In 218 BC, Hannibal invaded Italy with about 20,000 foot, 4000 horse, and a handful of elephants (he had 38,000 infantry and 30-something elephants when he left Gaul, but he'd had to leave 11,000 men behind as a garrison to guard his rear. The rest perished in the mountains.)
If it helps the current technology level is about the same as when the Romans rose to power, they've just ditched bronze and have started using iron. They don't have a lot of steel yet. Also, what kinds of war machines would be available to an army at this time, i know they had simpler weapons like scorpians and small catapults, but what would a oreintal army have? My culture for these people isn't entirely oriental but it does borrow alot from oriental cultures, namely Japanese and Chinese cultures.
The Chinese and Koreans were quite inventive. Their earliest counterweight-operated catapults date from as early as 500 B.C. (the Warring States Period), and manually-operated lever catapults were in use earlier still.
Here's an excellent reference about Chinese siege weapons (http://www.grandhistorian.com/chinesesiegewarfare/index-english12122007.html).
The Japanese and Mongols were typically much more straightforward than the Chinese and Koreans. The Mongols simply threw more soldiers into the fight.

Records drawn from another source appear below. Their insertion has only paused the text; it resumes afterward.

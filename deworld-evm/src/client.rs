//! Gas-paying market client.
//!
//! Reads go straight to the node through an alloy [`Provider`]. Writes are
//! handed to the connected wallet, which signs and pays for them, and are
//! then followed to confirmation with a [`ReceiptPoller`].

use std::sync::Arc;
use std::time::Duration;

use alloy_network::TransactionBuilder;
use alloy_primitives::{Address, Bytes, U256};
use alloy_provider::Provider;
use alloy_rpc_types_eth::TransactionRequest;
use alloy_sol_types::SolCall;
use deworld::client::{ClientError, ContractCall, MarketClient, TxOutcome};
use deworld::config::MarketConfig;
use deworld::wallet::{TransactionCall, WalletProvider};
#[cfg(feature = "telemetry")]
use tracing::instrument;

use crate::contract::{IStablecoin, calldata};
use crate::receipt::ReceiptPoller;

/// [`MarketClient`] over an alloy provider and a signing wallet.
pub struct EvmMarketClient<P, W> {
    provider: P,
    wallet: Arc<W>,
    poller: ReceiptPoller,
    confirmations: u64,
}

impl<P, W> std::fmt::Debug for EvmMarketClient<P, W> {
    fn fmt(&self, f: &mut std::fmt::Formatter<'_>) -> std::fmt::Result {
        f.debug_struct("EvmMarketClient")
            .field("poller", &self.poller)
            .field("confirmations", &self.confirmations)
            .finish_non_exhaustive()
    }
}

impl<P: Provider, W: WalletProvider> EvmMarketClient<P, W> {
    /// Creates a client reading through `provider` and writing through `wallet`.
    #[must_use]
    pub fn new(provider: P, wallet: Arc<W>, config: &MarketConfig) -> Self {
        Self {
            provider,
            wallet,
            poller: ReceiptPoller::new(config.confirmation_timeout())
                .with_marketplace(config.marketplace),
            confirmations: config.confirmations,
        }
    }

    /// Overrides the receipt polling interval.
    #[must_use]
    pub const fn with_poll_interval(mut self, interval: Duration) -> Self {
        self.poller = self.poller.with_interval(interval);
        self
    }

    /// The read provider.
    pub const fn provider(&self) -> &P {
        &self.provider
    }

    async fn read<C: SolCall + Send + Sync>(
        &self,
        to: Address,
        call: C,
    ) -> Result<C::Return, ClientError> {
        let tx = TransactionRequest::default()
            .with_to(to)
            .with_input(call.abi_encode());
        let raw = self
            .provider
            .call(tx)
            .await
            .map_err(ClientError::transport)?;
        C::abi_decode_returns(&raw).map_err(|e| ClientError::InvalidResponse(e.to_string()))
    }

    async fn write(&self, from: Address, to: Address, data: Bytes) -> Result<TxOutcome, ClientError> {
        let tx_hash = self
            .wallet
            .send_transaction(TransactionCall {
                from,
                to,
                data,
                value: U256::ZERO,
            })
            .await?;
        #[cfg(feature = "telemetry")]
        tracing::debug!(%tx_hash, "transaction submitted");
        self.poller
            .wait(&self.provider, tx_hash, self.confirmations)
            .await
    }
}

impl<P: Provider, W: WalletProvider> MarketClient for EvmMarketClient<P, W> {
    #[cfg_attr(
        feature = "telemetry",
        instrument(name = "deworld.evm.token_balance", skip(self), err)
    )]
    async fn token_balance(&self, token: Address, owner: Address) -> Result<U256, ClientError> {
        self.read(token, IStablecoin::balanceOfCall { account: owner })
            .await
    }

    #[cfg_attr(
        feature = "telemetry",
        instrument(name = "deworld.evm.native_balance", skip(self), err)
    )]
    async fn native_balance(&self, owner: Address) -> Result<U256, ClientError> {
        self.provider
            .get_balance(owner)
            .await
            .map_err(ClientError::transport)
    }

    #[cfg_attr(feature = "telemetry", instrument(name = "deworld.evm.mint", skip(self), err))]
    async fn mint(&self, token: Address, from: Address) -> Result<TxOutcome, ClientError> {
        self.write(from, token, IStablecoin::mintCall {}.abi_encode().into())
            .await
    }

    #[cfg_attr(
        feature = "telemetry",
        instrument(name = "deworld.evm.approve", skip(self), err)
    )]
    async fn approve(
        &self,
        token: Address,
        from: Address,
        spender: Address,
        amount: U256,
    ) -> Result<TxOutcome, ClientError> {
        let data = calldata(&ContractCall::Approve { spender, amount });
        self.write(from, token, data).await
    }

    #[cfg_attr(
        feature = "telemetry",
        instrument(name = "deworld.evm.purchase_product", skip(self), err)
    )]
    async fn purchase_product(
        &self,
        marketplace: Address,
        from: Address,
        product_id: U256,
        quantity: u64,
    ) -> Result<TxOutcome, ClientError> {
        let data = calldata(&ContractCall::PurchaseProduct {
            product_id,
            quantity,
        });
        self.write(from, marketplace, data).await
    }
}
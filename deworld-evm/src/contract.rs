//! Solidity interface definitions for on-chain interactions.
//!
//! Contains the minimal ABI surface the marketplace client needs:
//! - [`IStablecoin`]: the mock stablecoin (ERC-20 subset plus a public `mint`)
//! - [`IDeworld`]: the marketplace purchase entry point and its `Sale` event
//! - [`IPaymasterFlow`]: zkSync paymaster input encodings

use alloy_primitives::{Bytes, U256};
use alloy_sol_types::{SolCall, sol};
use deworld::client::ContractCall;

sol! {
    /// Mock stablecoin used for prices and paymaster fees.
    #[allow(missing_docs)]
    #[derive(Debug)]
    interface IStablecoin {
        function balanceOf(address account) external view returns (uint256);
        function approve(address spender, uint256 amount) external returns (bool);
        function mint() external;
    }
}

sol! {
    /// Marketplace escrow contract.
    ///
    /// `Sale` is emitted once per successful `purchaseProduct`.
    #[allow(missing_docs)]
    #[derive(Debug)]
    interface IDeworld {
        event Sale(
            uint256 indexed purchaseId,
            uint256 productId,
            address indexed buyer,
            address indexed seller,
            uint256 totalAmount
        );

        function purchaseProduct(uint256 _productId, uint256 _quantity) external payable;
    }
}

sol! {
    /// zkSync paymaster flows. Only the selectors and argument encodings are
    /// used; these functions are never called directly.
    ///
    /// Reference: <https://docs.zksync.io/build/developer-reference/account-abstraction/paymasters>
    #[allow(missing_docs)]
    #[derive(Debug)]
    interface IPaymasterFlow {
        function general(bytes input) external;
        function approvalBased(address _token, uint256 _minAllowance, bytes _innerInput) external;
    }
}

/// ABI-encodes a marketplace-level call.
#[must_use]
pub fn calldata(call: &ContractCall) -> Bytes {
    match *call {
        ContractCall::Approve { spender, amount } => {
            IStablecoin::approveCall { spender, amount }.abi_encode().into()
        }
        ContractCall::PurchaseProduct {
            product_id,
            quantity,
        } => IDeworld::purchaseProductCall {
            _productId: product_id,
            _quantity: U256::from(quantity),
        }
        .abi_encode()
        .into(),
    }
}

#[cfg(test)]
mod tests {
    use super::*;
    use alloy_primitives::{Address, hex};

    #[test]
    fn test_selectors() {
        assert_eq!(IStablecoin::approveCall::SELECTOR, hex!("095ea7b3"));
        assert_eq!(IStablecoin::balanceOfCall::SELECTOR, hex!("70a08231"));
        assert_eq!(IStablecoin::mintCall::SELECTOR, hex!("1249c58b"));
        assert_eq!(IPaymasterFlow::approvalBasedCall::SELECTOR, hex!("949431dc"));
        assert_eq!(IPaymasterFlow::generalCall::SELECTOR, hex!("8c5a3445"));
    }

    #[test]
    fn test_purchase_calldata() {
        let data = calldata(&ContractCall::PurchaseProduct {
            product_id: U256::from(7u64),
            quantity: 2,
        });
        assert_eq!(&data[..4], IDeworld::purchaseProductCall::SELECTOR.as_slice());
        let decoded = IDeworld::purchaseProductCall::abi_decode(&data).unwrap();
        assert_eq!(decoded._productId, U256::from(7u64));
        assert_eq!(decoded._quantity, U256::from(2u64));
    }

    #[test]
    fn test_approve_calldata() {
        let spender = Address::repeat_byte(0x22);
        let data = calldata(&ContractCall::Approve {
            spender,
            amount: U256::from(10_000_000u64),
        });
        let decoded = IStablecoin::approveCall::abi_decode(&data).unwrap();
        assert_eq!(decoded.spender, spender);
        assert_eq!(decoded.amount, U256::from(10_000_000u64));
    }
}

The Japanese designed catapults to kill people, but they apparently had some kind of blind spot concerning walls—the defenders often rode out of the castle to fight instead of staying safe behind their fortifications, so there was little need to design machines to breach a castle.
The Assyrians built siege towers, battering rams, and ladders in the 8th century B.C. They also made use of sappers. Rock throwers and ballistae did not see much use in Europe and the Middle East until the Romans. Alexander the Great (4th Century B.C.) did make good use of catapults, though.
01-10-2010, 08:50 AM
Didn't notice until I took a second look at this - which is quite nice so far.
Your forest texture in the north has a case of 'tiling'. Not a big deal really but I thought I'd point it out anyway.
I like it. The cut-down forrest is one of these details that adds depth to the map. You should perhaps add some more fortifications (like trenches) towards the direction form where the attack is expected.
01-11-2010, 05:07 PM
Also, their concept of "army" may not have been just "people with weapons and armour to hack things up" but may have included all of the "additional staff" needed to keep those people in battle. So for every group of 10 soldiers you might have 2 or 3 "support staff" maintaining horses, maintaining this, cooking that, etc, etc, etc as well as medical staff and nurses.
So while Xerxes may have had an army of 2million, I doubt he actually put 2 million people into a battle at any point in time.
01-11-2010, 07:01 PM
I've already taken earthworks like trenches into consideration, I specifically made that area empty so i can put them in later, i'm working on the camp at the moment.
I've also already considered non-combat personel. My current army breakdown divides troops into 3 main groups, each group double as a form of non-combat personel when not fighting, they are as followed...
Career Soldiers - Trained as fletchers, blacksmiths, cooks and retainers to the nobles.
Conscripts - Double as manual labour (wood cutters, builders, diggers, etc.)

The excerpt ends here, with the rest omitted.